• [DIRECTIONS] Across all the records below, count the lines that hold "ProgressBar". State only that figure.

• [Recorded data]
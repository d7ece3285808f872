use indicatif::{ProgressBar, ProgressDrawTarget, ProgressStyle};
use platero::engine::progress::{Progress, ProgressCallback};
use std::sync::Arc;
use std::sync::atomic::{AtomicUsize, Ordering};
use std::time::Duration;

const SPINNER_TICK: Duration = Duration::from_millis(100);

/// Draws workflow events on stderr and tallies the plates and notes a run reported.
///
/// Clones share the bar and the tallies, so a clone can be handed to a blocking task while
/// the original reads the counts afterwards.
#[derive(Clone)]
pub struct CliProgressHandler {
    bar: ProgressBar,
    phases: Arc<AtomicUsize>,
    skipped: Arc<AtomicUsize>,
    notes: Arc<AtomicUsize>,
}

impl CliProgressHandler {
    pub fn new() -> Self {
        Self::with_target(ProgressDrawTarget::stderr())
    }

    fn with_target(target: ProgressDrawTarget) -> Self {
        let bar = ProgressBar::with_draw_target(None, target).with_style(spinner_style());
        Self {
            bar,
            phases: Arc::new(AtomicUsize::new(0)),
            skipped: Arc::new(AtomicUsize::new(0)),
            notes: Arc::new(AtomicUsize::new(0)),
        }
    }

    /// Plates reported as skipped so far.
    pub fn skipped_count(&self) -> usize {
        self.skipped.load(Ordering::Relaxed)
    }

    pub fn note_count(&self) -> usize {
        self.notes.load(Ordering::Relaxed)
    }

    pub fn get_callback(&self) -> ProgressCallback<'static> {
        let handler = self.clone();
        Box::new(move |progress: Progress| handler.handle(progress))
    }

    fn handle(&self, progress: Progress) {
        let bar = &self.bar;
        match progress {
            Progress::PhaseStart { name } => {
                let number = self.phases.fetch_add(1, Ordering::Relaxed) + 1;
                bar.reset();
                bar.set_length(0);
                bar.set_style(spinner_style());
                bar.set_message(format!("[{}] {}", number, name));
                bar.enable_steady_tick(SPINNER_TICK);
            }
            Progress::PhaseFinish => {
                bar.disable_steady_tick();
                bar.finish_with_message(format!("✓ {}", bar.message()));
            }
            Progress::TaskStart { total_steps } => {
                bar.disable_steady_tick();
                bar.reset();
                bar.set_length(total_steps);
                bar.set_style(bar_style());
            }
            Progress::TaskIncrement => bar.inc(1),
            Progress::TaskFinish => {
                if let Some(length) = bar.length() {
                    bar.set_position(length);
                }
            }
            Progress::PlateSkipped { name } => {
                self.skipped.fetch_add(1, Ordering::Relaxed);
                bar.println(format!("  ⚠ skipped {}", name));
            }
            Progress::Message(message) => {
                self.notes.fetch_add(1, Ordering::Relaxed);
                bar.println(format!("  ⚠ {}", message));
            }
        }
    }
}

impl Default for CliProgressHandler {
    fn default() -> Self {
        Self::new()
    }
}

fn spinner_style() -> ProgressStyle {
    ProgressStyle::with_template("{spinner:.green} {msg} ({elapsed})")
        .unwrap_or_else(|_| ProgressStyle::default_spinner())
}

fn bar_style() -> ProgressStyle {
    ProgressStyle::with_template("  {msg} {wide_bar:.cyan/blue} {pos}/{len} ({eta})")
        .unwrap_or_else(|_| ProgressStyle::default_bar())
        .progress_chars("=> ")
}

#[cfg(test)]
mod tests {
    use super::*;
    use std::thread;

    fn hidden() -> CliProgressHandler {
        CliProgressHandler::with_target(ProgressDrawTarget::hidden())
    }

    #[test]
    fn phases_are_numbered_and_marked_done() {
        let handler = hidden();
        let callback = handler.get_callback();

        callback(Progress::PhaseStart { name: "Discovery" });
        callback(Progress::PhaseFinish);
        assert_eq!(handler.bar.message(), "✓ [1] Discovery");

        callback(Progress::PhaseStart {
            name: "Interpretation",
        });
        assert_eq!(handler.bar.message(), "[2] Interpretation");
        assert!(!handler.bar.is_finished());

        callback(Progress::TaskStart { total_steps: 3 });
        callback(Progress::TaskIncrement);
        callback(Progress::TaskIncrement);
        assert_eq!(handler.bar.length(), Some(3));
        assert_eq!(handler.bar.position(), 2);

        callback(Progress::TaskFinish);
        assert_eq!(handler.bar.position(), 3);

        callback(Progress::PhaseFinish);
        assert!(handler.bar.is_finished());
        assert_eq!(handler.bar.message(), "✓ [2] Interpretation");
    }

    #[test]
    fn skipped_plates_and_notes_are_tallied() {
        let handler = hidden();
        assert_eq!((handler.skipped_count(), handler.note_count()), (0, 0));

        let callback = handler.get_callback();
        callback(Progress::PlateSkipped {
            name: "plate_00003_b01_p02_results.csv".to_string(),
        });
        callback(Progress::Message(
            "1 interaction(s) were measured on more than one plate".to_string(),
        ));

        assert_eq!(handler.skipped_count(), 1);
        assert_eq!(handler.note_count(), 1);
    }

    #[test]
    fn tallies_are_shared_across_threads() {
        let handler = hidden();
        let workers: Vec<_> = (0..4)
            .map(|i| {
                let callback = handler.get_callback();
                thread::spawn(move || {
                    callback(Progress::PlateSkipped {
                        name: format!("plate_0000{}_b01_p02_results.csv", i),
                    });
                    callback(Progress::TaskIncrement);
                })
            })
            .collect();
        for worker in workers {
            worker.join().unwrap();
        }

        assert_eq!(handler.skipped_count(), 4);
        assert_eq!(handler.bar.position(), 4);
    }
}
==
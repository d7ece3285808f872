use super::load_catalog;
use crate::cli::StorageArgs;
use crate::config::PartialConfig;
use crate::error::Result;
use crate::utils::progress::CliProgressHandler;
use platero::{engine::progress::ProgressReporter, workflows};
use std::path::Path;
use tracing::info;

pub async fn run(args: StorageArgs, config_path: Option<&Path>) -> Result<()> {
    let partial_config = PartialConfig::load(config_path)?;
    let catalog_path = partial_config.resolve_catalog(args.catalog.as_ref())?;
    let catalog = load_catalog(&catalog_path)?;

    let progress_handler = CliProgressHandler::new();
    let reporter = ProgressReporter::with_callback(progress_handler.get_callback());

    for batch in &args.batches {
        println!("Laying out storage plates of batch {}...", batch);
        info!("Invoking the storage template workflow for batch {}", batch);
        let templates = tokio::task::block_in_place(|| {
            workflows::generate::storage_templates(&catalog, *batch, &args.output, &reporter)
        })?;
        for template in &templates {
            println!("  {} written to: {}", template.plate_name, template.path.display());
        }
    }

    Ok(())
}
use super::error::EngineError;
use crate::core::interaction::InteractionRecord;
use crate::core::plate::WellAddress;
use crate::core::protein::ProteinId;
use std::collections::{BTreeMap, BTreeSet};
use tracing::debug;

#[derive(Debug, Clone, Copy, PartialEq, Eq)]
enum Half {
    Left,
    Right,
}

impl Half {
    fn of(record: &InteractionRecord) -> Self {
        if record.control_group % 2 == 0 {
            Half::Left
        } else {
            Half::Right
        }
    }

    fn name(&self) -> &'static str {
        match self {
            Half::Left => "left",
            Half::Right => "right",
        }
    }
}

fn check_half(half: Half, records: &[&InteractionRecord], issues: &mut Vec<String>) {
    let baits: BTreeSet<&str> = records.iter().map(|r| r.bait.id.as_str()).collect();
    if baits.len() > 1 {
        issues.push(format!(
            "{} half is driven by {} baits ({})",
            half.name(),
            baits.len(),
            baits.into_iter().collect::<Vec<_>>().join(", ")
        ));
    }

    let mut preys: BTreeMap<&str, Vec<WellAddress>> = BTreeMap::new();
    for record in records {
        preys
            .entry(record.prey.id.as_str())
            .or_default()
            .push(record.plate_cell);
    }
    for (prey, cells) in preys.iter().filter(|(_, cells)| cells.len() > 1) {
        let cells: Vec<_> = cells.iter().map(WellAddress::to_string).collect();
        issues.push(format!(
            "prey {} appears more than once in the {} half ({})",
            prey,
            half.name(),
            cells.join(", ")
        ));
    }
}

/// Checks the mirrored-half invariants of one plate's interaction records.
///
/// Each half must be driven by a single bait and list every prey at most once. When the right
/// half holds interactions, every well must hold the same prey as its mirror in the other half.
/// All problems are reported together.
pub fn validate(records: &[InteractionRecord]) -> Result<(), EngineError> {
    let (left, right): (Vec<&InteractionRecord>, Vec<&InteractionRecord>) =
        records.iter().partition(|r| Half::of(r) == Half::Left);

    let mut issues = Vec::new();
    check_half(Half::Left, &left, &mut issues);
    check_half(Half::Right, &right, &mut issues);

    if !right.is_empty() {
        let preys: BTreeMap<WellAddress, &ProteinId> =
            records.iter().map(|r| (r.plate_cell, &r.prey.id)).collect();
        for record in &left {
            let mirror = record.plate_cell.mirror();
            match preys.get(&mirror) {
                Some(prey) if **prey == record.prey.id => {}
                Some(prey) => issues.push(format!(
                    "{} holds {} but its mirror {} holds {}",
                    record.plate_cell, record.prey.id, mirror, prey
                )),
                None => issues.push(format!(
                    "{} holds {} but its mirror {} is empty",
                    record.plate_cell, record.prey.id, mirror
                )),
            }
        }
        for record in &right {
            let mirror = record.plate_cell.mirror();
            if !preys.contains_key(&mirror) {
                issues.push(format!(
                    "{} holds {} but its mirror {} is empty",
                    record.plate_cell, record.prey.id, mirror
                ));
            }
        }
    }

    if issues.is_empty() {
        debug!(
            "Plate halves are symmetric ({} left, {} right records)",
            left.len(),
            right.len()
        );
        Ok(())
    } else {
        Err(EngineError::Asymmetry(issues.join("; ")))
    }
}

• [ANSWER BOX] 3